The house was behind a stone wall, down a curving cobble stone drive. The property behind the huge oak gate, consisted of a small house next to the gate, five stone houses, and the owner/architect’s office, that was the building to the right of the white pickup. There was a lot of open land around us, and only a few houses and stores on the roads leading up the hill to our house. The commute from the University to the house usually took me 10-15 minutes. Not today. The trip was well over 30 minutes, through significant congestion, a busy freeway on a Friday afternoon, narrow streets, crowded with businesses on both sides. We found the place but the beautiful oak gate was replaced by this:





A private security guard was on duty and even with a long explanation, and showing him my identification, he could not allow me in, even though I assured him it was just to take a photo of the house from the drive.
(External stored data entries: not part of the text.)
use std::time::{Duration, SystemTime};

use serde_json::{json, Value};
use sysinfo::{DiskExt, System, SystemExt};
use walkdir::WalkDir;

use crate::collectors::report::ReportBuilder;
use crate::collectors::{CollectorContext, EvidenceCollector};
use crate::constants::{MAX_SWEEP_RESULTS, RECENT_FILE_DAYS, SUSPICIOUS_EXTENSIONS, SWEEP_PATHS};
use crate::models::{CollectionResult, Domain};

/// Collector for persistent storage evidence: disk inventory, filesystem
/// layout, recent and suspicious files, and Sleuth Kit capability when the
/// advanced tier is enabled.
pub struct DiskCollector {
    system: System,
}

impl DiskCollector {
    pub fn new() -> Self {
        let mut system = System::new();
        system.refresh_disks_list();
        Self { system }
    }

    fn disk_inventory(&mut self) -> Value {
        self.system.refresh_disks_list();
        self.system.refresh_disks();

        let disks: Vec<Value> = self
            .system
            .disks()
            .iter()
            .map(|disk| {
                json!({
                    "name": disk.name().to_string_lossy(),
                    "mount_point": disk.mount_point().to_string_lossy(),
                    "file_system": std::str::from_utf8(disk.file_system()).ok(),
                    "total_space": disk.total_space(),
                    "available_space": disk.available_space(),
                    "is_removable": disk.is_removable(),
                })
            })
            .collect();

        json!({ "disks": disks })
    }
}

impl Default for DiskCollector {
    fn default() -> Self {
        Self::new()
    }
}

impl EvidenceCollector for DiskCollector {
    fn domain(&self) -> Domain {
        Domain::Disk
    }

    fn execute(&mut self, ctx: &CollectorContext) -> CollectionResult {
        let mut report = ReportBuilder::new(Domain::Disk);

        report.log_command("sysinfo::disks()", "Enumerate fixed and removable disks");
        let inventory = self.disk_inventory();
        report.record("disk_inventory", |r| {
            r.used_core_tool("sysinfo");
            Ok(inventory)
        });

        #[cfg(unix)]
        {
            report.record("disk_usage", |r| {
                let out = r.run_command(ctx.runner, "df", &["-h"], "Report filesystem usage");
                Ok(out.as_finding())
            });
            report.record("mounted_filesystems", |r| {
                let out = r.run_command(ctx.runner, "mount", &[], "List mounted filesystems");
                Ok(out.as_finding())
            });
            report.record("partition_layout", |r| {
                let out = r.run_command(
                    ctx.runner,
                    "lsblk",
                    &["-o", "NAME,TYPE,SIZE,MOUNTPOINT,FSTYPE"],
                    "Show block device and partition layout",
                );
                Ok(out.as_finding())
            });
        }

        #[cfg(windows)]
        {
            report.record("disk_usage", |r| {
                let out = r.run_command(
                    ctx.runner,
                    "wmic",
                    &["logicaldisk", "get", "size,freespace,caption"],
                    "Report logical disk usage",
                );
                Ok(out.as_finding())
            });
            report.record("partition_layout", |r| {
                let out = r.run_command(
                    ctx.runner,
                    "wmic",
                    &["partition", "get", "name,size,type"],
                    "Show partition layout",
                );
                Ok(out.as_finding())
            });
        }

        report.log_command(
            "walkdir over sweep paths",
            "Sweep temp locations for recent and suspicious files",
        );
        report.record("recent_files", |_| Ok(recent_files_sweep(SWEEP_PATHS)));
        report.record("suspicious_files", |_| {
            Ok(suspicious_files_sweep(SWEEP_PATHS))
        });

        if ctx.advanced_enabled {
            report.record_gated(ctx.probe, "fls", "sleuthkit_analysis", |r, descriptor| {
                let mmls = ctx.probe.resolve("mmls");
                if mmls.available {
                    r.used_advanced_tool("mmls");
                }
                Ok(json!({
                    "fls_path": descriptor.resolved_path,
                    "mmls_available": mmls.available,
                    "note": "requires a disk image or device path for filesystem enumeration and deleted-file recovery",
                }))
            });
        }

        report.finish(ctx.session)
    }
}

/// Files modified within the lookback window under the sweep paths.
fn recent_files_sweep(paths: &[&str]) -> Value {
    let cutoff = SystemTime::now() - Duration::from_secs(RECENT_FILE_DAYS * 24 * 60 * 60);
    let mut files = Vec::new();

    'outer: for base in paths {
        for entry in WalkDir::new(base)
            .max_depth(4)
            .into_iter()
            .filter_map(|e| e.ok())
            .filter(|e| e.file_type().is_file())
        {
            let Ok(metadata) = entry.metadata() else {
                continue;
            };
            let Ok(modified) = metadata.modified() else {
                continue;
            };
            if modified >= cutoff {
                files.push(json!({
                    "path": entry.path().to_string_lossy(),
                    "size": metadata.len(),
                }));
                if files.len() >= MAX_SWEEP_RESULTS {
                    break 'outer;
                }
            }
        }
    }

    json!({
        "lookback_days": RECENT_FILE_DAYS,
        "paths_scanned": paths,
        "files": files,
    })
}

/// Files under the sweep paths carrying a suspicious extension.
fn suspicious_files_sweep(paths: &[&str]) -> Value {
    let mut matches = Vec::new();

    'outer: for base in paths {
        for entry in WalkDir::new(base)
            .max_depth(4)
            .into_iter()
            .filter_map(|e| e.ok())
            .filter(|e| e.file_type().is_file())
        {
            let extension = entry
                .path()
                .extension()
                .map(|e| e.to_string_lossy().to_ascii_lowercase());
            if let Some(ext) = extension {
                if SUSPICIOUS_EXTENSIONS.contains(&ext.as_str()) {
                    matches.push(json!({
                        "path": entry.path().to_string_lossy(),
                        "extension": ext,
                    }));
                    if matches.len() >= MAX_SWEEP_RESULTS {
                        break 'outer;
                    }
                }
            }
        }
    }

    json!({
        "extensions_checked": SUSPICIOUS_EXTENSIONS,
        "files_found": matches,
    })
}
He had to check with his boss. He made a phone call but then told me his boss was not available until after 5 pm. The best I could do was to stick my phone through the gate, with his permission, and snap this photo:



Close, but no cigar, our old house cannot be seen. I understand that the guard could have lost his job if he opened the gate for us. We regained our good spirits by lunching at the San Angel Inn. It’s in an old monastery, the building over 350 years old. The restaurant was a very elegant and special place to eat fifty years ago, and it still is. You can Google it and find photos and even a menu. Our special meal cost less than $100, with wine, desert, and the tip.